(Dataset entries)
=====

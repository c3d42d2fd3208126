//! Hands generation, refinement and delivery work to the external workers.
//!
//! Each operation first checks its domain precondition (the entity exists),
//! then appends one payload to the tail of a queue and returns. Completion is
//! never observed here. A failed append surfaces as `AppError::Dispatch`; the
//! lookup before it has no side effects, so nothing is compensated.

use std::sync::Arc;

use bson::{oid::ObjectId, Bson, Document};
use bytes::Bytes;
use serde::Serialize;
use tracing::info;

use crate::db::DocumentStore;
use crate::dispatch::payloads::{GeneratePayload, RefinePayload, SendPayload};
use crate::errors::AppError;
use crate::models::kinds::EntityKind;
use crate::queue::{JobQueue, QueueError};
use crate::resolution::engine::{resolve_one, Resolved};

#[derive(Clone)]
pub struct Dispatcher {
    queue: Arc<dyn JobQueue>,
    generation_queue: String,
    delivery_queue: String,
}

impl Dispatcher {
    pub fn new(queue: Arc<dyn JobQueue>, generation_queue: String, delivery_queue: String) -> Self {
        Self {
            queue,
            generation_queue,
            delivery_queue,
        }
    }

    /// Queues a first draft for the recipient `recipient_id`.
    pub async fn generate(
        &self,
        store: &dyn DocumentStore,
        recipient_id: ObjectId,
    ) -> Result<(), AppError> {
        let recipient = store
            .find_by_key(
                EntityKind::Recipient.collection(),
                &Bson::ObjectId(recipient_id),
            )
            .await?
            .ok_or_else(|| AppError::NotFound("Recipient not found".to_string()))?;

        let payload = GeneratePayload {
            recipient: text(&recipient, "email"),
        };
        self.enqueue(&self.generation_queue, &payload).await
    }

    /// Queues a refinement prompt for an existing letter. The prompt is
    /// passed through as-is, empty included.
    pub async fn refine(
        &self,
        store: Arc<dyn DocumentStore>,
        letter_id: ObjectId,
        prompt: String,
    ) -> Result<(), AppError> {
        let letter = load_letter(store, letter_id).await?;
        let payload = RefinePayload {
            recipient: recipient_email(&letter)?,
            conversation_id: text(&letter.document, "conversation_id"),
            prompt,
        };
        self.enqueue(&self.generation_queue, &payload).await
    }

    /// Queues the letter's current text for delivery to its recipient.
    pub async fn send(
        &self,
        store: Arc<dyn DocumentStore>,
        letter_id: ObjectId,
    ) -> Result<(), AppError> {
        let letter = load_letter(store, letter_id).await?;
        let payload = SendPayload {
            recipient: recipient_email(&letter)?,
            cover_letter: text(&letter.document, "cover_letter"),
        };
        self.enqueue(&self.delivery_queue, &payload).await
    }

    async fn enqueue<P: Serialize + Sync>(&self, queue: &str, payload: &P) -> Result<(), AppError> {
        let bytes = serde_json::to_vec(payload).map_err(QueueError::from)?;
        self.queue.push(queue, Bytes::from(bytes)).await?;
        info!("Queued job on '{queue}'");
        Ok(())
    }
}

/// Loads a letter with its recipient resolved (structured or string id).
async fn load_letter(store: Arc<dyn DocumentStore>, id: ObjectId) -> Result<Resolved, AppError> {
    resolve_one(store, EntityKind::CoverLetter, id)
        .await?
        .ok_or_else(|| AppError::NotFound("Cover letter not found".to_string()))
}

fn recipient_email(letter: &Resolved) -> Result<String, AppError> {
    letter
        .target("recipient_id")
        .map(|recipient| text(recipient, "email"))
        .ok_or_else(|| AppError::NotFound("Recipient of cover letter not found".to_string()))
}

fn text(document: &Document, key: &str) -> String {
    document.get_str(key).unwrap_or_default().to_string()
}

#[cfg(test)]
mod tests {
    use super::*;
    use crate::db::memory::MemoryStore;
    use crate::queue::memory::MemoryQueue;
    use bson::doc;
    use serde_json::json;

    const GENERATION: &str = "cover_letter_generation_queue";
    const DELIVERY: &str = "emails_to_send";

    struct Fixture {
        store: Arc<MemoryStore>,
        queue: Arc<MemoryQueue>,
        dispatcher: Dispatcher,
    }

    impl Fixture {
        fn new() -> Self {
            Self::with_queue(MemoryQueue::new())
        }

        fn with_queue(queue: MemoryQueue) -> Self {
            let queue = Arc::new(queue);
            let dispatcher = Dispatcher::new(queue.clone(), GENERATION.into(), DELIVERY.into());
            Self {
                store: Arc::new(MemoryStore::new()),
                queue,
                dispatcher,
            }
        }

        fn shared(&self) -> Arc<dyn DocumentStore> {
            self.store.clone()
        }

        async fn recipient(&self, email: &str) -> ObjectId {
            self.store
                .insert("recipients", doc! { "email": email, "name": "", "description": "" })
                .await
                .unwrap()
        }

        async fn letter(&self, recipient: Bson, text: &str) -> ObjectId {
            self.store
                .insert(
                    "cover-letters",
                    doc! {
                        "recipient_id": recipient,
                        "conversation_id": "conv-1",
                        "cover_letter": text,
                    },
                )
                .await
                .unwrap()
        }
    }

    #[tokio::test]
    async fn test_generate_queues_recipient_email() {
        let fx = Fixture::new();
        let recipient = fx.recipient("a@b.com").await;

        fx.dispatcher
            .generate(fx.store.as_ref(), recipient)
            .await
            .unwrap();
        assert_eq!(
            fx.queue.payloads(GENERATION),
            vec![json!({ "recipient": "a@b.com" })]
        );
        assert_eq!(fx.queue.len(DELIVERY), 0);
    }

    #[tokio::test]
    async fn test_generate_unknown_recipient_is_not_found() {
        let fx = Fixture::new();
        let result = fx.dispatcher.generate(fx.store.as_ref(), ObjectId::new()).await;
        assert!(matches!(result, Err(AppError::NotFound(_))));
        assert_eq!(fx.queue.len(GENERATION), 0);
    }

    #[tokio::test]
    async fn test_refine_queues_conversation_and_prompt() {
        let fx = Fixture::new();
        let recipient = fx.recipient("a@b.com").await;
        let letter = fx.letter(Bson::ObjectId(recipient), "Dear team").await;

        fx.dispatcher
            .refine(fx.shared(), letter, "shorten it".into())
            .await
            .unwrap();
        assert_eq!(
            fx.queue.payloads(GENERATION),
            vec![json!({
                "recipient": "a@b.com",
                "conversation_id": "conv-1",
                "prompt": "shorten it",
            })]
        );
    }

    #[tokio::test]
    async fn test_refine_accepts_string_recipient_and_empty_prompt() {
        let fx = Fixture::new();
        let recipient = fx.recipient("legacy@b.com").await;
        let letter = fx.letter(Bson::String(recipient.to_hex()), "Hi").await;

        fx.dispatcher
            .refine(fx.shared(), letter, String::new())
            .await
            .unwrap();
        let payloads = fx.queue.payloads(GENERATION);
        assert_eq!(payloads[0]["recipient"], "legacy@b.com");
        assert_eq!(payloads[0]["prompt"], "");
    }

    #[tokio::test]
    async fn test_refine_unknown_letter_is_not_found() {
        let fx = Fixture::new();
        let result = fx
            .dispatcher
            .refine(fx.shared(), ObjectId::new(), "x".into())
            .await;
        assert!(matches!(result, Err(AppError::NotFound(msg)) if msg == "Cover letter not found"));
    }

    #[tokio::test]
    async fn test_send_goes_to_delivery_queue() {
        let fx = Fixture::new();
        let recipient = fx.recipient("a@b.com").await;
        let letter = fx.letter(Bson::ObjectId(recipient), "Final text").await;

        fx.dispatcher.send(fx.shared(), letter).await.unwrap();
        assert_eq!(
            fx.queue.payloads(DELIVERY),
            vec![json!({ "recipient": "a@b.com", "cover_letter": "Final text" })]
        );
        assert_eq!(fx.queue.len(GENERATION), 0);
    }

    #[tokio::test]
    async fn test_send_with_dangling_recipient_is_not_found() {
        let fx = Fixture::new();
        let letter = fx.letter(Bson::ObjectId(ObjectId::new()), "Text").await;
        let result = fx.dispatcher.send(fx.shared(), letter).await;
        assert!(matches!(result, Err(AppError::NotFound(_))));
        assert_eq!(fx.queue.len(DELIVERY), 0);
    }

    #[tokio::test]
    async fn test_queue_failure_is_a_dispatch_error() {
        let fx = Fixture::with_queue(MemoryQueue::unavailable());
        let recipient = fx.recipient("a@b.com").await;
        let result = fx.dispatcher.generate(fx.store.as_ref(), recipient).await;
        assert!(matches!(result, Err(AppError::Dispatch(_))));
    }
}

=====

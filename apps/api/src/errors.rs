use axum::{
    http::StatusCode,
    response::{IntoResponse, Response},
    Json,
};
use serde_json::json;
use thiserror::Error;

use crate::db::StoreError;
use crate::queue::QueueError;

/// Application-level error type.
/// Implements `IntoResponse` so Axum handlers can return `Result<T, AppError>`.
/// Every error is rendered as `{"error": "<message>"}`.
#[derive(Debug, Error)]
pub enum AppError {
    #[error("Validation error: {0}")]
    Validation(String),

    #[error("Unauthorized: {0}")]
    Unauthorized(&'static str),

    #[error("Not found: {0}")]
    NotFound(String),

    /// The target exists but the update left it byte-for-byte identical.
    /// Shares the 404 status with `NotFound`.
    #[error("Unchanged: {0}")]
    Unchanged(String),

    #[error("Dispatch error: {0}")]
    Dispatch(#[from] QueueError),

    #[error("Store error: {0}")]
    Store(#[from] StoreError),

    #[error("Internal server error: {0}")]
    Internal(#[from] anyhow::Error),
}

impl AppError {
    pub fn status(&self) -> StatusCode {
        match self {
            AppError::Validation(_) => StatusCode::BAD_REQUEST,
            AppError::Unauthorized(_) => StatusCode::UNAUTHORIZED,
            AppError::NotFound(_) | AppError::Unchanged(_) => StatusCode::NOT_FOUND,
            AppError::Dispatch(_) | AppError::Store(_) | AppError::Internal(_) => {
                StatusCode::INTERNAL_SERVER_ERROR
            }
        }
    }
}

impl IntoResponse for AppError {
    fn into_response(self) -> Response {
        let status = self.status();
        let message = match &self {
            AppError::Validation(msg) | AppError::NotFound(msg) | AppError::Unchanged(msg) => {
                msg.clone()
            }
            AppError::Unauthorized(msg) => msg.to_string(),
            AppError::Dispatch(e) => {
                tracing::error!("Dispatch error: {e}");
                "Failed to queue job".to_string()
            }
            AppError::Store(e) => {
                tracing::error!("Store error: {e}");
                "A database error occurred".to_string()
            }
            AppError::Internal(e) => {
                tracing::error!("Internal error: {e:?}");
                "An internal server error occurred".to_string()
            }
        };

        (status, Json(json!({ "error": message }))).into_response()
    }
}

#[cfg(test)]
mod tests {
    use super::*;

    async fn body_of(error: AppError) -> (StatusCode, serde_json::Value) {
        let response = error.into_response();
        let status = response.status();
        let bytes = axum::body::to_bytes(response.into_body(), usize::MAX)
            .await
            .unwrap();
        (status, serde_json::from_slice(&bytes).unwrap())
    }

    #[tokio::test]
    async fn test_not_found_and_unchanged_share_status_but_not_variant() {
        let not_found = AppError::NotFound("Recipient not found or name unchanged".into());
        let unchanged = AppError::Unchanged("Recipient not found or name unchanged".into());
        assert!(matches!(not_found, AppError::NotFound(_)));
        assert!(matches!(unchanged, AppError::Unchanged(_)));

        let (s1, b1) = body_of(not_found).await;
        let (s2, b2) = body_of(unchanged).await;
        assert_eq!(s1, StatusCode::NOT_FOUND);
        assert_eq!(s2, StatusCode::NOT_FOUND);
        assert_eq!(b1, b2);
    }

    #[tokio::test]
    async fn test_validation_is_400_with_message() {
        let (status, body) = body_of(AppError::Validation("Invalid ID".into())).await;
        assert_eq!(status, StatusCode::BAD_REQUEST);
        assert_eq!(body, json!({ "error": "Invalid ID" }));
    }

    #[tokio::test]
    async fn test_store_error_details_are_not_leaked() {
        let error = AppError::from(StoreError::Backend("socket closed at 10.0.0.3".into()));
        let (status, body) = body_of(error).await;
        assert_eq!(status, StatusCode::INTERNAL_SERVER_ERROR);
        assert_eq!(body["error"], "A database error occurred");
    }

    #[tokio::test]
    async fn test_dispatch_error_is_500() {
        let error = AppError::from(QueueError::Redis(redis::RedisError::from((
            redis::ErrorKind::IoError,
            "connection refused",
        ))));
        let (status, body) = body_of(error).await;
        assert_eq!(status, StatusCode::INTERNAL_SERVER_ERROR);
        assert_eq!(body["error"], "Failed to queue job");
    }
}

=====

Exercise objective: Lines above with the string "info" need to be found and copied.

Exercise response:
use tracing::info;
        info!("Queued job on '{queue}'");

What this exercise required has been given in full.